Marx a prouvé dans son Capital que ce ne sont pas les machines par elles-mêmes qui sont l’ennemi de la classe ouvrière, mais le régime capitaliste sous lequel elles sont employées. Il disait que

la machinerie en soi raccourcit le temps de travail alors qu’elle prolonge la journée de travail dans son utilisation capitaliste, […] elle est en soi une victoire de l’homme sur les forces naturelles, alors que dans son utilisation capitaliste elle asservit l’homme par l’intermédiaire des forces naturelles, […] en soi elle augmente la richesse du producteur alors qu’elle l’appauvrit dans son utilisation capitaliste […].
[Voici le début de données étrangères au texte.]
//! Markers of the structured-text template shared by the interpreter prompt
//! and the task parser.

/// A line starting with this token opens a subtask block.
pub const BLOCK_MARKER: &str = "### Tarea";
/// Separators between the block number and the title. The title follows the
/// last en-dash; the others are fallbacks for headers without one.
pub const TITLE_SEPARATORS: &[&str] = &["–", "—", " - "];

pub const PROJECT_MARKERS: &[&str] = &["Proyecto:"];
pub const DESCRIPTION_MARKERS: &[&str] = &["Descripcion:", "Descripción:"];
pub const CRITERIA_MARKERS: &[&str] = &["Criterios de aceptación:", "Criterios de aceptacion:"];
pub const PRIORITY_MARKERS: &[&str] = &["Priority:"];
pub const TAGS_MARKERS: &[&str] = &["Tags:"];

pub const CRITERIA_BULLET: &str = "- ";
pub const RULE_LINE: &str = "---";

/// Label and bullet used when criteria are folded into the issue description.
pub const CRITERIA_HEADING: &str = "**Criterios de aceptación:**";
pub const RENDERED_BULLET: &str = "• ";

/// Build the prompt that asks the interpreter to rewrite free text into the template.
pub fn build_prompt(user_text: &str) -> String {
    format!(
        r#"Eres un asistente que organiza y planifica tareas en un formato de texto estructurado.

Cada tarea debe incluir:
- {project} nombre del proyecto al que pertenece (infiérelo del contexto, ej: "Sistema de Pagos", "App Mobile", "Backend API").
- Título de como máximo 70 caracteres, claro y directo.
- {description} detallada, con contexto técnico, objetivo y pasos clave.
- {criteria} en formato Given/When/Then, entre 2 y 5.
- {priority} urgent | high | medium | low.
- {tags} entre 3 y 6, en kebab-case (ej: frontend, api, ux-ui, ai-automation).

Si varias tareas están relacionadas, define una Tarea Padre y enumera las subtareas como Tarea 1.1, 1.2, etc.
Cada subtarea lleva todas sus propiedades completas.
Si el usuario pide cosas sin relación, organízalas en varias tareas padre.
Responde solo con texto plano, sin bloques de código.

Formato de salida:

## Tarea Padre 1: [Nombre de la tarea padre]

{block} 1.1 – [Título de la subtarea]
{project} [Nombre del proyecto]
{description}
[...]

{criteria}
{bullet}Given [...] When [...] Then [...]
{bullet}Given [...] When [...] Then [...]

{priority} high
{tags} frontend, api, ux-ui

{rule}

{block} 1.2 – [Título de la subtarea]
{project} [Nombre del proyecto]
{description}
[...]

{criteria}
{bullet}Given [...] When [...] Then [...]

{priority} medium
{tags} n8n, api, automation

{rule}

Texto del usuario:
{user_text}
"#,
        block = BLOCK_MARKER,
        project = PROJECT_MARKERS[0],
        description = DESCRIPTION_MARKERS[0],
        criteria = CRITERIA_MARKERS[0],
        priority = PRIORITY_MARKERS[0],
        tags = TAGS_MARKERS[0],
        bullet = CRITERIA_BULLET,
        rule = RULE_LINE,
        user_text = user_text.trim(),
    )
}
fn parse_event(raw: &WireEvent) -> UpstreamResult<ScheduledEvent> {
    let competition = raw
        .competitions
        .first()
        .ok_or_else(|| UpstreamError::schema(SCOREBOARD, format!("event {} has no competition", raw.id)))?;

    let side = |which: &str| -> UpstreamResult<Competitor> {
        let c = competition
            .competitors
            .iter()
            .find(|c| c.home_away.eq_ignore_ascii_case(which))
            .ok_or_else(|| UpstreamError::schema(SCOREBOARD, format!("event {} has no {} team", raw.id, which)))?;
        parse_competitor(c)
    };
    let home = side("home")?;
    let away = side("away")?;

    let status = competition
        .status
        .as_ref()
        .ok_or_else(|| UpstreamError::schema(SCOREBOARD, format!("event {} has no status", raw.id)))?;

    let status_detail = status
        .status_type
        .short_detail
        .clone()
        .or_else(|| status.status_type.detail.clone())
        .unwrap_or_default();

    Ok(ScheduledEvent {
        id: raw.id.clone(),
        state: status.status_type.state.clone(),
        status_detail,
        clock: status.display_clock.clone().unwrap_or_else(|| "00:00".to_string()),
        period: to_period(SCOREBOARD, status.period.unwrap_or(0))?,
        home,
        away,
        situation: competition.situation.as_ref().map(parse_situation),
    })
}

/// Every event must validate; one malformed event rejects the payload.
fn parse_scoreboard(raw: WireScoreboard) -> UpstreamResult<Vec<ScheduledEvent>> {
    raw.events.iter().map(parse_event).collect()
}

fn parse_box_score(raw: WireBoxScore) -> UpstreamResult<BoxScore> {
    let scoring_plays = raw
        .scoring_plays
        .iter()
        .map(|p| {
            Ok(ScoringPlay {
                period: to_period(BOX_SCORE, p.period.number)?,
                clock: p
                    .clock
                    .as_ref()
                    .and_then(|c| c.display_value.clone())
                    .unwrap_or_default(),
                team_abbr: p.team.abbreviation.clone().unwrap_or_default(),
                kind: p
                    .scoring_type
                    .as_ref()
                    .and_then(|t| t.abbreviation.clone())
                    .unwrap_or_default(),
                text: p.text.clone().unwrap_or_default(),
                home_score: parse_score(BOX_SCORE, Some(&WireScore::Number(p.home_score)))?,
                away_score: parse_score(BOX_SCORE, Some(&WireScore::Number(p.away_score)))?,
            })
        })
        .collect::<UpstreamResult<Vec<_>>>()?;

    Ok(BoxScore {
        scoring_plays,
        home_win_percentage: raw.win_probability.last().map(|w| w.home_win_percentage),
        drive_time: raw
            .drives
            .and_then(|d| d.current)
            .and_then(|d| d.time_elapsed)
            .and_then(|t| t.display_value),
        situation: raw.situation.as_ref().map(parse_situation),
    })
}

fn parse_odds(raw: WireOdds) -> Odds {
    let Some(item) = raw.items.into_iter().next() else {
        return Odds::default();
    };
    Odds {
        home_win_percentage: item.home_team_odds.and_then(|o| o.win_percentage),
        away_win_percentage: item.away_team_odds.and_then(|o| o.win_percentage),
        details: item.details,
        over_under: item.over_under,
    }
}

fn parse_player(raw: WirePlayer) -> UpstreamResult<PlayerBio> {
    let a = raw.athlete;
    if a.id.trim().is_empty() || a.display_name.trim().is_empty() {
        return Err(UpstreamError::schema(PLAYER, "athlete without id or name"));
    }
    Ok(PlayerBio {
        id: a.id,
        name: a.display_name,
        position: a.position.and_then(|p| p.abbreviation).unwrap_or_default(),
        jersey: a.jersey,
        height: a.display_height,
        weight: a.display_weight,
        age: a.age,
        experience_years: a.experience.and_then(|e| e.years),
        college: a.college.and_then(|c| c.name),
        stats: a
            .stats_summary
            .map(|s| s.statistics)
            .unwrap_or_default()
            .into_iter()
            .filter_map(|s| {
                Some(StatLine {
                    label: s.display_name?,
                    value: s.display_value?,
                })
            })
            .collect(),
    })
}

fn parse_standings(raw: WireStandings) -> UpstreamResult<Vec<StandingsEntry>> {
    let entries = raw.standings.map(|s| s.entries).unwrap_or_default();
    entries
        .into_iter()
        .map(|e| {
            let team_abbr = e
                .team
                .abbreviation
                .ok_or_else(|| UpstreamError::schema(STANDINGS, "entry without team abbreviation"))?;
            let stat = |name: &str| -> u32 {
                e.stats
                    .iter()
                    .find(|s| s.name == name)
                    .and_then(|s| s.value)
                    .filter(|v| v.is_finite() && *v >= 0.0)
                    .map(|v| v as u32)
                    .unwrap_or(0)
            };
            Ok(StandingsEntry {
                team_name: e.team.display_name.clone().unwrap_or_else(|| team_abbr.clone()),
                wins: stat("wins"),
                losses: stat("losses"),
                ties: stat("ties"),
                team_abbr,
            })
        })
        .collect()
}

/// Records without a player name are skipped.
fn parse_injuries(raw: WireInjuries) -> Vec<Injury> {
    raw.injuries
        .into_iter()
        .filter_map(|i| {
            let athlete = i.athlete?;
            Some(Injury {
                player_name: athlete.display_name?,
                position: athlete
                    .position
                    .and_then(|p| p.abbreviation)
                    .unwrap_or_default(),
                status: i.status.unwrap_or_else(|| "Unknown".to_string()),
                detail: i.details.and_then(|d| d.injury_type),
            })
        })
        .collect()
}

fn parse_news(raw: WireNews) -> Vec<Article> {
    raw.articles
        .into_iter()
        .filter_map(|a| {
            Some(Article {
                headline: a.headline?,
                description: a.description,
                published: a.published,
                link: a.links.and_then(|l| l.web).and_then(|w| w.href),
            })
        })
        .collect()
}

#[cfg(test)]
mod tests {
    use super::*;
    use serde_json::json;

    fn scoreboard(value: serde_json::Value) -> UpstreamResult<Vec<ScheduledEvent>> {
        parse_scoreboard(serde_json::from_value(value).unwrap())
    }

    fn live_event() -> serde_json::Value {
        json!({
            "id": "401671793",
            "competitions": [{
                "competitors": [
                    {"homeAway": "home", "score": "21", "team": {"id": "17", "abbreviation": "NE"}},
                    {"homeAway": "away", "score": "10", "team": {"id": "20", "abbreviation": "NYJ"}}
                ],
                "status": {
                    "displayClock": "04:12",
                    "period": 3,
                    "type": {"state": "in", "detail": "4:12 - 3rd Quarter", "shortDetail": "4:12 - 3rd"}
                },
                "situation": {
                    "down": 3,
                    "distance": 7,
                    "possessionText": "NYJ 35",
                    "possession": "17",
                    "lastPlay": {"text": "Stevenson run up the middle for 4 yards"}
                }
            }]
        })
    }

    #[test]
    fn parses_live_scoreboard_event() {
        let events = scoreboard(json!({"events": [live_event()]})).unwrap();
        assert_eq!(events.len(), 1);
        let ev = &events[0];
        assert_eq!(ev.id, "401671793");
        assert_eq!(ev.home.abbr, "NE");
        assert_eq!(ev.home.score, 21);
        assert_eq!(ev.away.score, 10);
        assert_eq!(ev.period, 3);
        assert_eq!(ev.status_detail, "4:12 - 3rd");
        let s = ev.situation.as_ref().unwrap();
        assert_eq!((s.down, s.distance), (3, 7));
        assert_eq!(s.yard_line, "NYJ 35");
        assert_eq!(s.possession_team_id.as_deref(), Some("17"));
    }

    #[test]
    fn empty_scoreboard_is_not_an_error() {
        assert!(scoreboard(json!({})).unwrap().is_empty());
    }

    #[test]
    fn numeric_and_missing_scores_are_accepted() {
        let mut ev = live_event();
        ev["competitions"][0]["competitors"][0]["score"] = json!(7);
        ev["competitions"][0]["competitors"][1]
            .as_object_mut()
            .unwrap()
            .remove("score");
        let events = scoreboard(json!({"events": [ev]})).unwrap();
        assert_eq!(events[0].home.score, 7);
        assert_eq!(events[0].away.score, 0);
    }

    #[test]
    fn non_numeric_score_is_rejected() {
        let mut ev = live_event();
        ev["competitions"][0]["competitors"][0]["score"] = json!("TBD");
        let err = scoreboard(json!({"events": [ev]})).unwrap_err();
        assert!(matches!(err, UpstreamError::Schema { endpoint: SCOREBOARD, .. }));
    }

    #[test]
    fn missing_away_team_is_rejected() {
        let mut ev = live_event();
        ev["competitions"][0]["competitors"]
            .as_array_mut()
            .unwrap()
            .pop();
        assert!(scoreboard(json!({"events": [ev]})).is_err());
    }

    #[test]
    fn negative_down_falls_back_to_text() {
        let raw: WireSituation = serde_json::from_value(json!({
            "down": -1,
            "distance": -1,
            "shortDownDistanceText": "2nd & 6",
            "possessionText": "NE 40"
        }))
        .unwrap();
        let s = parse_situation(&raw);
        assert_eq!((s.down, s.distance), (2, 6));
        assert!(s.possession_team_id.is_none());
    }

    #[test]
    fn box_score_takes_latest_win_probability() {
        let raw: WireBoxScore = serde_json::from_value(json!({
            "scoringPlays": [{
                "text": "Joey Slye 42 Yd Field Goal",
                "period": {"number": 1},
                "clock": {"displayValue": "8:22"},
                "team": {"abbreviation": "NE"},
                "scoringType": {"abbreviation": "FG"},
                "homeScore": 3,
                "awayScore": 0
            }],
            "winprobability": [
                {"homeWinPercentage": 0.5},
                {"homeWinPercentage": 0.64}
            ],
            "drives": {"current": {"timeElapsed": {"displayValue": "4:12"}}}
        }))
        .unwrap();
        let bs = parse_box_score(raw).unwrap();
        assert_eq!(bs.home_win_percentage, Some(0.64));
        assert_eq!(bs.drive_time.as_deref(), Some("4:12"));
        assert_eq!(bs.scoring_plays[0].kind, "FG");
        assert_eq!(bs.scoring_plays[0].home_score, 3);
    }

    #[test]
    fn odds_without_items_are_empty() {
        let odds = parse_odds(serde_json::from_value(json!({"items": []})).unwrap());
        assert_eq!(odds, Odds::default());
    }

    #[test]
    fn player_bio_collects_stats() {
        let raw: WirePlayer = serde_json::from_value(json!({
            "athlete": {
                "id": "4431452",
                "displayName": "Drake Maye",
                "position": {"abbreviation": "QB"},
                "jersey": "10",
                "age": 24,
                "statsSummary": {"statistics": [
                    {"displayName": "Passing Yards", "displayValue": "3,276"},
                    {"displayName": "Broken"}
                ]}
            }
        }))
        .unwrap();
        let bio = parse_player(raw).unwrap();
        assert_eq!(bio.position, "QB");
        assert_eq!(bio.age, Some(24));
        assert_eq!(bio.stats.len(), 1);
    }

    #[test]
    fn player_without_name_is_rejected() {
        let raw: WirePlayer =
            serde_json::from_value(json!({"athlete": {"id": "1", "displayName": ""}})).unwrap();
        assert!(parse_player(raw).is_err());
    }

    #[test]
    fn standings_read_named_stats() {
        let raw: WireStandings = serde_json::from_value(json!({
            "standings": {"entries": [{
                "team": {"abbreviation": "NE", "displayName": "New England Patriots"},
                "stats": [
                    {"name": "wins", "value": 11.0},
                    {"name": "losses", "value": 5.0}
                ]
            }]}
        }))
        .unwrap();
        let rows = parse_standings(raw).unwrap();
        assert_eq!(rows[0].wins, 11);
        assert_eq!(rows[0].losses, 5);
        assert_eq!(rows[0].ties, 0);
    }

    #[test]
    fn injuries_and_news_skip_nameless_records() {
        let inj: WireInjuries = serde_json::from_value(json!({"injuries": [
            {"athlete": {"displayName": "Hunter Henry", "position": {"abbreviation": "TE"}}, "status": "Questionable", "details": {"type": "Knee"}},
            {"status": "Out"}
        ]}))
        .unwrap();
        let injuries = parse_injuries(inj);
        assert_eq!(injuries.len(), 1);
        assert_eq!(injuries[0].detail.as_deref(), Some("Knee"));

        let news: WireNews = serde_json::from_value(json!({"articles": [
            {"headline": "Patriots clinch", "links": {"web": {"href": "https://example.test/a"}}},
            {"description": "no headline"}
        ]}))
        .unwrap();
        let articles = parse_news(news);
        assert_eq!(articles.len(), 1);
        assert_eq!(articles[0].link.as_deref(), Some("https://example.test/a"));
    }

    #[test]
    fn endpoint_urls_keep_base_path() {
        let client = SportsDataClient::new(
            "https://example.test/v1",
            "key",
            "example.test",
            Duration::from_secs(1),
        )
        .unwrap();
        let url = client.endpoint_url(SCOREBOARD, &[("day", "20261018")]).unwrap();
        assert_eq!(url.as_str(), "https://example.test/v1/nfl-scoreboard-day?day=20261018");
    }
}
K. Marx, Le Capital, Livre I, p. 495.

Dès l’apparition des rapports capitalistes, commence la lutte de classes entre ouvriers salariés et capitalistes. Elle se poursuit durant toute la période manufacturière, et lorsque apparaît la production mécanique elle prend une grande ampleur et une acuité sans précédent.

La première expression de la protestation du mouvement ouvrier à ses débuts contre les conséquences néfastes de l’emploi capitaliste de la technique mécanique, a été la tentative de détruire les machines. Inventée en 1758, la première tondeuse a été brûlée par les ouvriers qui, avec l’introduction de cette machine, étaient restés sans travail. Au début du 19e siècle, dans les comtés industriels d’Angleterre, s’est développé un vaste mouvement de «briseurs de machines», dirigé tout d’abord contre le métier à tisser à vapeur. Il fallut à la classe ouvrière un certain temps et une certaine expérience pour se rendre compte que l’oppression et la misère ne provenaient pas des machines, mais de leur usage capitaliste.

Les capitalistes ont largement utilisé la machine comme instrument de répression des soulèvements périodiques des ouvriers, des grèves, etc., dirigés contre l’arbitraire du capital. Après 1830, un nombre important d’inventions en Angleterre n’ont dû leur apparition qu’aux intérêts de la lutte de classe des capitalistes contre les ouvriers, aux efforts des capitalistes pour briser la résistance opposée par les ouvriers à l’oppression du capital, en réduisant le nombre des ouvriers qu’ils employaient et en utilisant une main-d’œuvre moins qualifiée.

Ainsi l’usage capitaliste des machines aggrave la situation des ouvriers, ainsi que les contradictions de classes entre le travail et le capital.